UT Southwestern Medical Center researchers have found new clues that might help explain why some people are more susceptible to stress than others.
In a study of mice, the researchers determined that weeks after experiencing a stressful event, animals that were more susceptible to stress exhibited enhanced neurogenesis - the birth of new nerve cells in the brain. Specifically, the cells that these animals produced after a stressful event survived longer than new brain cells produced by mice that were more resilient.
In addition, when researchers prevented neurogenesis in both stress-susceptible and resilient mice, the animals previously susceptible to stress became more resilient.
"This work shows that there is a period of time during which it may be possible to alter memories relevant to a social situation by manipulating adult-generated nerve cells in the brain," said Dr. Amelia Eisch, associate professor of psychiatry at UT Southwestern and senior author of the study, available in the Proceedings of the National Academy of Sciences. "This could eventually lead to a better understanding of why, in humans, there is an enormous variety of responses to stressful situations."
Mice that are susceptible to stress exhibit long-lasting social avoidance and depressive-like behavior after experiencing a stressful event, such as being placed in a cage with a more aggressive mouse. Resilient mice behave more like unstressed control animals. This animal model is commonly used in studies of stress and depression, as understanding the changes in the brain and behavior of the mice can shed light on stress-induced changes in the human brain and in human behavior.
In the study, the brain cells of both groups of mice responded in similar ways after a stressful event. But weeks later, researchers found that mice displaying social avoidance had more nerve cells in a region of the brain called the hippocampus that survived the stressful event than mice that were more resilient.
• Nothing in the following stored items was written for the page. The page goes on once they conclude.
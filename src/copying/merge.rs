//! Merge sort: split in half, sort each half, merge the sorted runs.

sorted_impl!("merge_unstable");

/// Returns a new vector with `v`'s items in non-descending order. The
/// input is untouched.
///
/// Splits at `len / 2` (the left half gets the smaller share of an odd
/// length), recurses into both halves, then merges them in one pass.
/// O(n log n) for every input, with O(log n) recursion depth.
///
/// Not stable: the merge emits from the right run whenever the two run
/// heads compare equal, so an equal item from the right run can
/// overtake one still pending in the left run.
pub fn sorted<T>(v: &[T]) -> Vec<T>
where
    T: Ord + Clone,
{
    if v.len() < 2 {
        return v.to_vec();
    }

    let middle = v.len() / 2;
    let left = sorted(&v[..middle]);
    let right = sorted(&v[middle..]);

    merge(&left, &right)
}

/// Merges two non-decreasing runs into one non-decreasing vector.
fn merge<T>(left: &[T], right: &[T]) -> Vec<T>
where
    T: Ord + Clone,
{
    let mut merged = Vec::with_capacity(left.len() + right.len());
    let mut left_index = 0;
    let mut right_index = 0;

    while left_index < left.len() && right_index < right.len() {
        // Ties go to the right run.
        if left[left_index] < right[right_index] {
            merged.push(left[left_index].clone());
            left_index += 1;
        } else {
            merged.push(right[right_index].clone());
            right_index += 1;
        }
    }

    // At most one of these tails is non-empty.
    merged.extend(left[left_index..].iter().cloned());
    merged.extend(right[right_index..].iter().cloned());

    merged
}
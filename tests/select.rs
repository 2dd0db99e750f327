//! Quickselect has its own call shape, so its tests are written out
//! instead of instantiated from the shared battery.

use sort_classic::select::{select_kth, RankError};
use sort_test_tools::patterns;

#[test]
fn first_and_last_rank() {
    let items = [5, 3, 8, 1, 9];

    assert_eq!(select_kth(&items, 1), Ok(1));
    assert_eq!(select_kth(&items, 5), Ok(9));
}

#[test]
fn every_rank_matches_a_full_sort() {
    let items = [5, 3, 8, 1, 9];
    let mut reference = items.to_vec();
    reference.sort();

    for k in 1..=items.len() {
        assert_eq!(select_kth(&items, k), Ok(reference[k - 1]));
    }
}

#[test]
fn rejects_out_of_range_ranks() {
    assert_eq!(select_kth::<i32>(&[], 1), Err(RankError { k: 1, len: 0 }));
    assert_eq!(select_kth(&[1, 2, 3], 0), Err(RankError { k: 0, len: 3 }));
    assert_eq!(select_kth(&[1, 2, 3], 4), Err(RankError { k: 4, len: 3 }));
}

#[test]
fn error_message_names_the_range() {
    let err = select_kth(&[1, 2, 3], 7).unwrap_err();

    assert_eq!(err.to_string(), "rank 7 is outside the valid range 1..=3");
}

#[test]
fn input_is_left_untouched() {
    let items = vec![4, 2, 7, 2];
    let before = items.clone();

    select_kth(&items, 3).unwrap();

    assert_eq!(items, before);
}

#[test]
fn handles_duplicates_and_presorted_input() {
    assert_eq!(select_kth(&[0; 10], 10), Ok(0));

    // First-element pivots make presorted input the adversarial case.
    let ascending = patterns::ascending(200);
    assert_eq!(select_kth(&ascending, 1), Ok(0));
    assert_eq!(select_kth(&ascending, 200), Ok(199));

    let descending = patterns::descending(200);
    assert_eq!(select_kth(&descending, 100), Ok(99));
}

#[test]
fn random_inputs_cross_validate_against_reference_sort() {
    for len in [1, 2, 3, 10, 50, 500] {
        let items = patterns::random_uniform(len, 0..32);
        let mut reference = items.clone();
        reference.sort();

        for k in [1, len / 2 + 1, len] {
            assert_eq!(select_kth(&items, k), Ok(reference[k - 1]));
        }
    }
}

#[test]
fn works_for_non_copy_elements() {
    let items = vec!["pear".to_string(), "apple".to_string(), "quince".to_string()];

    assert_eq!(select_kth(&items, 2), Ok("pear".to_string()));
}
//! Classic sorting and selection algorithms, implemented for clarity.
//!
//! Every in-place sorter exposes `sort(&mut [T])`, every copying sorter
//! exposes `sorted(&[T]) -> Vec<T>` and leaves its input untouched, and
//! the selector finds the k-th smallest item without sorting the whole
//! input. All of them order by the element's natural `Ord` relation, in
//! non-descending order. None of these compete with `slice::sort`; the
//! point is to show how the algorithms work.

macro_rules! sort_impl {
    ($name:expr) => {
        pub struct SortImpl;

        impl sort_test_tools::Sort for SortImpl {
            fn name() -> String {
                $name.into()
            }

            #[inline]
            fn sort<T>(v: &mut [T])
            where
                T: Ord,
            {
                sort(v);
            }
        }
    };
}

macro_rules! sorted_impl {
    ($name:expr) => {
        pub struct SortedImpl;

        impl sort_test_tools::Sorted for SortedImpl {
            fn name() -> String {
                $name.into()
            }

            #[inline]
            fn sorted<T>(v: &[T]) -> Vec<T>
            where
                T: Ord + Clone,
            {
                sorted(v)
            }
        }
    };
}

pub mod copying;
pub mod inplace;
pub mod order;
pub mod select;
//! Sorters that rearrange the caller's slice and return nothing.

pub mod bogo;
pub mod bubble;
pub mod insertion;
pub mod selection;
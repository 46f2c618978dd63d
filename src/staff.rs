//! Static read-only staff directory.
//!
//! Reference data consumed by the API layer; the task core never validates
//! staff ids against it.

use std::collections::HashMap;

use crate::model::Staff;

pub struct StaffDirectory {
    members: HashMap<String, Staff>,
}

impl StaffDirectory {
    /// Directory seeded with the built-in sample staff members.
    pub fn with_sample_data() -> Self {
        let seed = [
            Staff {
                id: "staff1".to_string(),
                name: "John Doe".to_string(),
                email: "john.doe@company.com".to_string(),
                department: "Sales".to_string(),
                role: "Sales Representative".to_string(),
            },
            Staff {
                id: "staff2".to_string(),
                name: "Jane Smith".to_string(),
                email: "jane.smith@company.com".to_string(),
                department: "Operations".to_string(),
                role: "Operations Manager".to_string(),
            },
            Staff {
                id: "staff3".to_string(),
                name: "Mike Wilson".to_string(),
                email: "mike.wilson@company.com".to_string(),
                department: "Support".to_string(),
                role: "Customer Support Specialist".to_string(),
            },
        ];
        Self {
            members: seed.into_iter().map(|s| (s.id.clone(), s)).collect(),
        }
    }

    pub fn get(&self, id: &str) -> Option<&Staff> {
        self.members.get(id)
    }

    /// All members, sorted by id for deterministic output.
    pub fn list(&self) -> Vec<Staff> {
        let mut members: Vec<Staff> = self.members.values().cloned().collect();
        members.sort_by(|a, b| a.id.cmp(&b.id));
        members
    }
}
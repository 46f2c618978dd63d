pub mod health;
pub mod staff;
pub mod tasks;

use axum::{http::StatusCode, Json};
use serde_json::{json, Value};

use crate::error::TaskError;

/// Map a core error to its HTTP shape. Conflict is an internal invariant
/// violation, so it surfaces as a 500 rather than a client error.
pub(crate) fn error_response(err: TaskError) -> (StatusCode, Json<Value>) {
    let status = match &err {
        TaskError::NotFound { .. } => StatusCode::NOT_FOUND,
        TaskError::Validation(_) => StatusCode::BAD_REQUEST,
        TaskError::Conflict { .. } => StatusCode::INTERNAL_SERVER_ERROR,
    };
    (status, Json(json!({ "error": err.to_string() })))
}
//! Lifecycle Engine — every state-transition operation on a task.
//!
//! Each operation applies exactly one mutation paired with exactly one audit
//! record, inside the store's mutation scope. Status and priority transitions
//! are deliberately unconstrained (manual override); the one exception is
//! reassignment, which always cancels the original task.

use std::sync::Arc;

use chrono::{DateTime, Utc};
use serde::Deserialize;
use tracing::info;

use crate::audit;
use crate::error::TaskError;
use crate::model::{new_id, Comment, Task, TaskPriority, TaskStatus};
use crate::store::TaskStore;

/// Maximum comment length embedded in a COMMENT_ADDED audit description.
const COMMENT_LOG_PREVIEW_CHARS: usize = 50;

/// Parameters for creating a task. Required fields are `Option` so that a
/// missing field surfaces as a `Validation` error rather than a deserialize
/// failure at the transport boundary.
#[derive(Debug, Clone, Default, Deserialize)]
#[serde(rename_all = "camelCase", default)]
pub struct CreateTaskParams {
    pub title: Option<String>,
    pub description: Option<String>,
    pub assigned_staff_id: Option<String>,
    pub start_date: Option<DateTime<Utc>>,
    pub due_date: Option<DateTime<Utc>>,
    /// Defaults to MEDIUM when unspecified.
    pub priority: Option<TaskPriority>,
}

pub struct TaskLifecycle {
    store: Arc<TaskStore>,
}

impl TaskLifecycle {
    pub fn new(store: Arc<TaskStore>) -> Self {
        Self { store }
    }

    /// Create a new ACTIVE task and record its CREATED entry.
    pub async fn create(
        &self,
        params: CreateTaskParams,
        created_by: &str,
    ) -> Result<Task, TaskError> {
        let title = require_text(params.title, "title")?;
        let assigned_staff_id = require_text(params.assigned_staff_id, "assignedStaffId")?;
        let start_date = params
            .start_date
            .ok_or_else(|| TaskError::Validation("startDate is required".to_string()))?;
        let due_date = params
            .due_date
            .ok_or_else(|| TaskError::Validation("dueDate is required".to_string()))?;

        let now = Utc::now();
        let mut task = Task {
            id: new_id(),
            title,
            description: params.description,
            status: TaskStatus::Active,
            priority: params.priority.unwrap_or(TaskPriority::Medium),
            assigned_staff_id: assigned_staff_id.clone(),
            start_date,
            due_date,
            created_at: now,
            updated_at: now,
            created_by: created_by.to_string(),
            activity_history: Vec::new(),
            comments: Vec::new(),
        };
        audit::record(
            &mut task,
            created_by,
            "CREATED",
            format!("Task created and assigned to {assigned_staff_id}"),
        )?;

        self.store.insert(task.clone()).await?;
        info!(id = %task.id, staff = %assigned_staff_id, "task created");
        Ok(task)
    }

    /// Reassign a task by cancelling the original and creating a fresh task
    /// for the new assignee.
    ///
    /// The two records stay permanently distinct: the original's history is
    /// frozen under its CANCELLED entry, and the successor starts a new audit
    /// trail whose REASSIGNED entry references the previous assignee. Both
    /// record mutations happen under one store write scope, so no reader sees
    /// a half-completed reassignment.
    pub async fn reassign(
        &self,
        task_id: &str,
        new_staff_id: &str,
        reassigned_by: &str,
    ) -> Result<Task, TaskError> {
        let new_task = self
            .store
            .mutate_and_insert(task_id, |original| {
                original.status = TaskStatus::Cancelled;
                original.updated_at = Utc::now();
                audit::record(
                    original,
                    reassigned_by,
                    "CANCELLED",
                    format!("Task cancelled due to reassignment to {new_staff_id}"),
                )?;

                let now = Utc::now();
                let mut successor = Task {
                    id: new_id(),
                    title: original.title.clone(),
                    description: original.description.clone(),
                    status: TaskStatus::Active,
                    priority: original.priority,
                    assigned_staff_id: new_staff_id.to_string(),
                    start_date: original.start_date,
                    due_date: original.due_date,
                    created_at: now,
                    updated_at: now,
                    created_by: reassigned_by.to_string(),
                    activity_history: Vec::new(),
                    comments: Vec::new(),
                };
                audit::record(
                    &mut successor,
                    reassigned_by,
                    "REASSIGNED",
                    format!(
                        "Task reassigned from {} to {}",
                        original.assigned_staff_id, new_staff_id
                    ),
                )?;
                Ok(successor)
            })
            .await?;

        info!(
            original = %task_id,
            successor = %new_task.id,
            staff = %new_staff_id,
            "task reassigned"
        );
        Ok(new_task)
    }

    /// Change a task's priority. Any transition is allowed, including to the
    /// same value — the audit entry still records "from X to X".
    pub async fn update_priority(
        &self,
        task_id: &str,
        priority: TaskPriority,
        updated_by: &str,
    ) -> Result<Task, TaskError> {
        let task = self
            .store
            .mutate(task_id, |task| {
                let old = task.priority;
                task.priority = priority;
                task.updated_at = Utc::now();
                audit::record(
                    task,
                    updated_by,
                    "PRIORITY_UPDATED",
                    format!("Priority changed from {old} to {priority}"),
                )?;
                Ok(task.clone())
            })
            .await?;
        info!(id = %task_id, priority = %priority, "priority updated");
        Ok(task)
    }

    /// Change a task's status. No transition graph is enforced; a CANCELLED
    /// or COMPLETED task can be reopened by a manual override.
    pub async fn update_status(
        &self,
        task_id: &str,
        status: TaskStatus,
        updated_by: &str,
    ) -> Result<Task, TaskError> {
        let task = self
            .store
            .mutate(task_id, |task| {
                let old = task.status;
                task.status = status;
                task.updated_at = Utc::now();
                audit::record(
                    task,
                    updated_by,
                    "STATUS_UPDATED",
                    format!("Status changed from {old} to {status}"),
                )?;
                Ok(task.clone())
            })
            .await?;
        info!(id = %task_id, status = %status, "status updated");
        Ok(task)
    }

    /// Append a comment and its COMMENT_ADDED audit entry.
    pub async fn add_comment(
        &self,
        task_id: &str,
        user_id: &str,
        text: &str,
    ) -> Result<Task, TaskError> {
        let task = self
            .store
            .mutate(task_id, |task| {
                task.comments.push(Comment {
                    id: new_id(),
                    task_id: task.id.clone(),
                    user_id: user_id.to_string(),
                    text: text.to_string(),
                    timestamp: Utc::now(),
                });
                task.updated_at = Utc::now();
                audit::record(
                    task,
                    user_id,
                    "COMMENT_ADDED",
                    format!("Comment added: \"{}\"", preview(text)),
                )?;
                Ok(task.clone())
            })
            .await?;
        info!(id = %task_id, user = %user_id, "comment added");
        Ok(task)
    }
}

fn require_text(value: Option<String>, field: &str) -> Result<String, TaskError> {
    match value {
        Some(s) if !s.trim().is_empty() => Ok(s),
        _ => Err(TaskError::Validation(format!("{field} is required"))),
    }
}

/// Truncate comment text for the audit description. Char-based so multi-byte
/// text never splits inside a code point.
fn preview(text: &str) -> String {
    if text.chars().count() > COMMENT_LOG_PREVIEW_CHARS {
        let head: String = text.chars().take(COMMENT_LOG_PREVIEW_CHARS).collect();
        format!("{head}...")
    } else {
        text.to_string()
    }
}
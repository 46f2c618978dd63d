// rest/routes/staff.rs — Read-only staff directory routes.

use axum::{
    extract::{Path, State},
    http::StatusCode,
    Json,
};
use serde_json::{json, Value};
use std::sync::Arc;

use crate::AppContext;

pub async fn list_staff(State(ctx): State<Arc<AppContext>>) -> Json<Value> {
    Json(json!({ "staff": ctx.staff.list() }))
}

pub async fn get_staff(
    State(ctx): State<Arc<AppContext>>,
    Path(id): Path<String>,
) -> Result<Json<Value>, (StatusCode, Json<Value>)> {
    match ctx.staff.get(&id) {
        Some(member) => Ok(Json(json!(member))),
        None => Err((
            StatusCode::NOT_FOUND,
            Json(json!({ "error": format!("staff not found: {id}") })),
        )),
    }
}
//! Server configuration.
//!
//! Precedence per field: CLI flag / env var (via clap), then the optional
//! TOML config file's `[server]` table, then the built-in default.

use std::path::Path;

use serde::Deserialize;
use tracing::warn;

const DEFAULT_PORT: u16 = 4400;

fn default_bind_address() -> String {
    "127.0.0.1".to_string()
}

/// `[server]` table of the optional config file.
#[derive(Debug, Clone, Default, Deserialize)]
#[serde(default)]
struct ServerTable {
    port: Option<u16>,
    bind_address: Option<String>,
    log: Option<String>,
}

#[derive(Debug, Clone, Default, Deserialize)]
#[serde(default)]
struct ConfigFile {
    server: ServerTable,
}

#[derive(Debug, Clone)]
pub struct ServerConfig {
    /// REST API port.
    pub port: u16,
    /// Bind address (127.0.0.1 by default; 0.0.0.0 exposes the API on the LAN).
    pub bind_address: String,
    /// Log filter passed to tracing-subscriber (e.g. "info", "workforced=debug").
    pub log: String,
}

impl ServerConfig {
    pub fn new(
        port: Option<u16>,
        bind_address: Option<String>,
        log: Option<String>,
        config_path: Option<&Path>,
    ) -> Self {
        let file = config_path.map(load_toml).unwrap_or_default();

        Self {
            port: port.or(file.server.port).unwrap_or(DEFAULT_PORT),
            bind_address: bind_address
                .or(file.server.bind_address)
                .unwrap_or_else(default_bind_address),
            log: log
                .or(file.server.log)
                .unwrap_or_else(|| "info".to_string()),
        }
    }
}

fn load_toml(path: &Path) -> ConfigFile {
    let raw = match std::fs::read_to_string(path) {
        Ok(raw) => raw,
        Err(e) => {
            warn!(path = %path.display(), error = %e, "could not read config file, using defaults");
            return ConfigFile::default();
        }
    };
    match toml::from_str(&raw) {
        Ok(parsed) => parsed,
        Err(e) => {
            warn!(path = %path.display(), error = %e, "invalid config file, using defaults");
            ConfigFile::default()
        }
    }
}
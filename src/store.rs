//! Task Store — the canonical in-memory task collection.
//!
//! Keyed storage only, no business rules. All in-place mutation goes through
//! [`TaskStore::mutate`], which holds the write lock for the whole
//! read-modify-write so no concurrent writer can interleave and overwrite.

use std::collections::HashMap;

use tokio::sync::RwLock;

use crate::error::TaskError;
use crate::model::Task;

pub struct TaskStore {
    tasks: RwLock<HashMap<String, Task>>,
}

impl TaskStore {
    pub fn new() -> Self {
        Self {
            tasks: RwLock::new(HashMap::new()),
        }
    }

    /// Add a new task. Fails with `Conflict` if the id already exists.
    pub async fn insert(&self, task: Task) -> Result<(), TaskError> {
        let mut tasks = self.tasks.write().await;
        if tasks.contains_key(&task.id) {
            return Err(TaskError::Conflict { id: task.id });
        }
        tasks.insert(task.id.clone(), task);
        Ok(())
    }

    /// Fetch a task by id.
    pub async fn get(&self, id: &str) -> Result<Task, TaskError> {
        self.tasks
            .read()
            .await
            .get(id)
            .cloned()
            .ok_or_else(|| TaskError::NotFound { id: id.to_string() })
    }

    /// All tasks, iteration order unspecified.
    pub async fn list(&self) -> Vec<Task> {
        self.tasks.read().await.values().cloned().collect()
    }

    pub async fn count(&self) -> usize {
        self.tasks.read().await.len()
    }

    /// Scoped exclusive access: fetch the task, apply the caller's
    /// transformation, persist the result. The sole path for in-place
    /// mutation — the write lock covers the entire closure.
    pub async fn mutate<R, F>(&self, id: &str, f: F) -> Result<R, TaskError>
    where
        F: FnOnce(&mut Task) -> Result<R, TaskError>,
    {
        let mut tasks = self.tasks.write().await;
        let task = tasks
            .get_mut(id)
            .ok_or_else(|| TaskError::NotFound { id: id.to_string() })?;
        f(task)
    }

    /// Mutate an existing record and insert a successor record derived from
    /// it, under a single write-lock scope. Readers never observe the
    /// mutation without the successor or the successor without the mutation.
    ///
    /// The closure receives the existing record and returns the successor to
    /// insert. Fails with `NotFound` if `id` is absent (nothing is inserted)
    /// and `Conflict` if the successor's id already exists.
    pub async fn mutate_and_insert<F>(&self, id: &str, f: F) -> Result<Task, TaskError>
    where
        F: FnOnce(&mut Task) -> Result<Task, TaskError>,
    {
        let mut tasks = self.tasks.write().await;
        let successor = {
            let original = tasks
                .get_mut(id)
                .ok_or_else(|| TaskError::NotFound { id: id.to_string() })?;
            f(original)?
        };
        if tasks.contains_key(&successor.id) {
            return Err(TaskError::Conflict { id: successor.id });
        }
        let out = successor.clone();
        tasks.insert(successor.id.clone(), successor);
        Ok(out)
    }
}

impl Default for TaskStore {
    fn default() -> Self {
        Self::new()
    }
}
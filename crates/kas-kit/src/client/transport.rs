//! The transport capability and its HTTP implementation.
//!
//! Resource clients never talk to the network directly. They hand a
//! [`RequestDescriptor`] and a [`Completion`] to a [`Transport`], which
//! delivers the outcome asynchronously through the completion.

use std::collections::BTreeMap;
use std::fmt;
use std::sync::Arc;
use std::time::Duration;

use reqwest::header::{ACCEPT, AUTHORIZATION};
use reqwest::{Method, Url};
use serde_json::Value;
use tracing::{debug, warn};

use crate::error::{TransportError, is_retryable_status};
use crate::types::{HttpMethod, RequestDescriptor, Service, ServiceErrorPayload};

// ============================================================================
// Capability
// ============================================================================

/// The raw HTTP response behind a call.
#[derive(Clone, Debug, Default, PartialEq, Eq)]
pub struct RawResponse {
    pub status: u16,
    /// Header names are lowercase.
    pub headers: BTreeMap<String, String>,
    pub body: String,
}

impl RawResponse {
    pub fn new(status: u16, body: impl Into<String>) -> Self {
        Self {
            status,
            headers: BTreeMap::new(),
            body: body.into(),
        }
    }

    pub fn is_success(&self) -> bool {
        (200..300).contains(&self.status)
    }
}

type CompletionFn = Box<dyn FnOnce(Option<TransportError>, Option<Value>, Option<RawResponse>) + Send>;

/// Completion handler passed to [`Transport::submit`].
///
/// Must be completed at most once; consuming `self` enforces it. Dropping a
/// completion without completing it fails the call with
/// [`TransportError::Dropped`].
pub struct Completion(CompletionFn);

impl Completion {
    pub fn new(
        f: impl FnOnce(Option<TransportError>, Option<Value>, Option<RawResponse>) + Send + 'static,
    ) -> Self {
        Self(Box::new(f))
    }

    /// Deliver an outcome.
    pub fn complete(
        self,
        error: Option<TransportError>,
        data: Option<Value>,
        raw_response: Option<RawResponse>,
    ) {
        (self.0)(error, data, raw_response)
    }

    /// Deliver decoded data.
    pub fn succeed(self, data: Value, raw_response: RawResponse) {
        self.complete(None, Some(data), Some(raw_response))
    }

    /// Deliver a failure.
    pub fn fail(self, error: TransportError, raw_response: Option<RawResponse>) {
        self.complete(Some(error), None, raw_response)
    }
}

impl fmt::Debug for Completion {
    fn fmt(&self, f: &mut fmt::Formatter<'_>) -> fmt::Result {
        f.write_str("Completion")
    }
}

/// An asynchronous, callback-based request executor.
///
/// Implementations must return from `submit` promptly and complete the
/// handler later (or immediately, for in-memory transports).
pub trait Transport: Send + Sync {
    fn submit(&self, request: RequestDescriptor, done: Completion);
}

// ============================================================================
// HTTP transport
// ============================================================================

/// Retry configuration for HTTP requests.
#[derive(Clone, Debug)]
pub struct RetryConfig {
    /// Maximum number of retries.
    pub max_retries: u32,
    /// Initial delay in milliseconds.
    pub initial_delay_ms: u64,
    /// Maximum delay in milliseconds.
    pub max_delay_ms: u64,
}

impl Default for RetryConfig {
    fn default() -> Self {
        Self {
            max_retries: 3,
            initial_delay_ms: 500,
            max_delay_ms: 5000,
        }
    }
}

impl RetryConfig {
    /// Never retry.
    pub fn none() -> Self {
        Self {
            max_retries: 0,
            ..Self::default()
        }
    }

    fn delay(&self, attempt: u32) -> Duration {
        let delay = self
            .initial_delay_ms
            .saturating_mul(2u64.saturating_pow(attempt));
        Duration::from_millis(std::cmp::min(delay, self.max_delay_ms))
    }
}

type Attempt = Result<(Value, RawResponse), (TransportError, Option<RawResponse>)>;

/// [`Transport`] over HTTPS with `reqwest`.
///
/// Each request runs on a spawned tokio task, so `submit` must be called
/// from within a tokio runtime. Retryable statuses (408, 429, 5xx) and
/// connection failures are retried with exponential backoff.
#[derive(Clone)]
pub struct HttpTransport {
    inner: Arc<HttpInner>,
}

#[derive(Clone)]
struct HttpInner {
    client: reqwest::Client,
    endpoints: BTreeMap<Service, String>,
    auth: String,
    retry_config: RetryConfig,
}

impl HttpTransport {
    /// Create a transport sending `auth` as the `Authorization` header.
    pub fn new(auth: impl Into<String>) -> Self {
        Self::with_retry_config(auth, RetryConfig::default())
    }

    /// Create a transport with custom retry configuration.
    pub fn with_retry_config(auth: impl Into<String>, retry_config: RetryConfig) -> Self {
        Self {
            inner: Arc::new(HttpInner {
                client: reqwest::Client::new(),
                endpoints: BTreeMap::new(),
                auth: auth.into(),
                retry_config,
            }),
        }
    }

    /// Use a preconfigured `reqwest` client (proxies, TLS, timeouts).
    pub fn client(mut self, client: reqwest::Client) -> Self {
        Arc::make_mut(&mut self.inner).client = client;
        self
    }

    /// Set the base URL of one service, e.g. `https://kip17-api.klaytnapi.com/v1`.
    pub fn endpoint(mut self, service: Service, base_url: impl Into<String>) -> Self {
        let base_url = base_url.into().trim_end_matches('/').to_string();
        Arc::make_mut(&mut self.inner).endpoints.insert(service, base_url);
        self
    }

    /// The configured base URL of a service.
    pub fn base_url(&self, service: Service) -> Option<&str> {
        self.inner.endpoints.get(&service).map(String::as_str)
    }

    pub fn retry_config(&self) -> &RetryConfig {
        &self.inner.retry_config
    }

    /// Build the full URL of a request.
    pub fn url_for(&self, request: &RequestDescriptor) -> Result<Url, TransportError> {
        let base = self.base_url(request.service).ok_or_else(|| {
            TransportError::network(
                format!("no endpoint configured for the {} service", request.service),
                None,
                false,
            )
        })?;
        let mut url = Url::parse(&format!("{base}{}", request.resolved_path()))
            .map_err(|e| TransportError::network(format!("invalid URL: {e}"), None, false))?;
        if !request.query_params.is_empty() {
            url.query_pairs_mut()
                .extend_pairs(request.query_params.iter());
        }
        Ok(url)
    }

    /// Send a request, retrying retryable failures.
    async fn execute(&self, request: &RequestDescriptor) -> Attempt {
        let retry_config = &self.inner.retry_config;
        let total_attempts = retry_config.max_retries + 1;

        for attempt in 0..total_attempts {
            match self.try_execute(request).await {
                Ok(ok) => return Ok(ok),
                Err((e, _)) if e.is_retryable() && attempt < total_attempts - 1 => {
                    let delay = retry_config.delay(attempt);
                    warn!(
                        service = %request.service,
                        path = request.path_template,
                        attempt = attempt + 1,
                        ?delay,
                        error = %e,
                        "retrying KAS request"
                    );
                    tokio::time::sleep(delay).await;
                    continue;
                }
                Err(e) => return Err(e),
            }
        }

        Err((TransportError::Timeout(total_attempts), None))
    }

    /// Single attempt.
    async fn try_execute(&self, request: &RequestDescriptor) -> Attempt {
        let url = self.url_for(request).map_err(|e| (e, None))?;

        let mut builder = self.inner.client.request(method(request.method), url);
        for (name, value) in &request.header_params {
            builder = builder.header(name.as_str(), value.as_str());
        }
        if request.auth_names.contains(&"basic") {
            builder = builder.header(AUTHORIZATION, self.inner.auth.as_str());
        }
        if !request.accepts.is_empty() {
            builder = builder.header(ACCEPT, request.accepts.join(", "));
        }
        if let Some(body) = &request.body {
            builder = builder.json(body);
        }

        let response = builder
            .send()
            .await
            .map_err(|e| (TransportError::from(e), None))?;

        let status = response.status().as_u16();
        let headers = response
            .headers()
            .iter()
            .filter_map(|(name, value)| {
                value
                    .to_str()
                    .ok()
                    .map(|v| (name.as_str().to_string(), v.to_string()))
            })
            .collect();
        let body = response
            .text()
            .await
            .map_err(|e| (TransportError::from(e), None))?;

        let raw = RawResponse {
            status,
            headers,
            body,
        };

        if !raw.is_success() {
            let error = match serde_json::from_str::<Value>(&raw.body)
                .ok()
                .as_ref()
                .and_then(ServiceErrorPayload::detect)
            {
                Some(payload) => TransportError::Service {
                    status_code: status,
                    code: payload.code,
                    message: payload.message,
                },
                None => TransportError::network(
                    format!("HTTP {status}: {}", raw.body),
                    Some(status),
                    is_retryable_status(status),
                ),
            };
            return Err((error, Some(raw)));
        }

        if raw.body.trim().is_empty() {
            return Ok((Value::Null, raw));
        }

        match serde_json::from_str(&raw.body) {
            Ok(data) => Ok((data, raw)),
            Err(e) => Err((TransportError::Json(e), Some(raw))),
        }
    }
}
The study is the first to link the memory of a social experience with neurogenesis in the hippocampus, Dr. Eisch said. Recently, Dr. Eisch and her team have linked adult neurogenesis with addiction. Previously, neurogenesis was primarily associated with spatial learning and memory.
In this study, Dr. Eisch and her colleagues exposed some mice to social defeat by having the animals live in the same cage as larger, aggressor mice for five minutes a day, and in the same cage but with a barrier in place the rest of the day. Researchers then tested the mice to see if they were susceptible to stress.
The researchers labeled the new cells of susceptible and unsusceptible mice so they could see how the cells divided. Both types of mice produced fewer dividing cells immediately after stress, but in the long run, mice susceptible to stress had more new adult cells than unsusceptible and control mice, who lived in cages with nonaggressor mice.
Dr. Eisch and her colleagues also used radiation to prevent hippocampal neurogenesis in all groups of mice. Mice susceptible to stress stopped producing new nerve cells and didn't display social avoidance in the long term.
Inhibiting social avoidance also had detrimental effects, however.
"Radiation in susceptible mice led to behavior that might be interpreted as harmful, such as approaching a potential aggressor mouse instead of avoiding it. We hypothesize that the survival of new nerve cells may be a compensatory event in the brain to allow the mouse to remember a socially relevant aggressor," Dr. Eisch said. "We are very eager to see if these results carry over to other models of stress in animals and to explore the mechanisms underlying these changes, as these are critical steps to understanding how adult-generated neurons might be modulated to help humans in stressful situations."
Future studies also will help determine which genes are involved with increased survival of new nerve cells in mice susceptible to stress, Dr. Eisch said.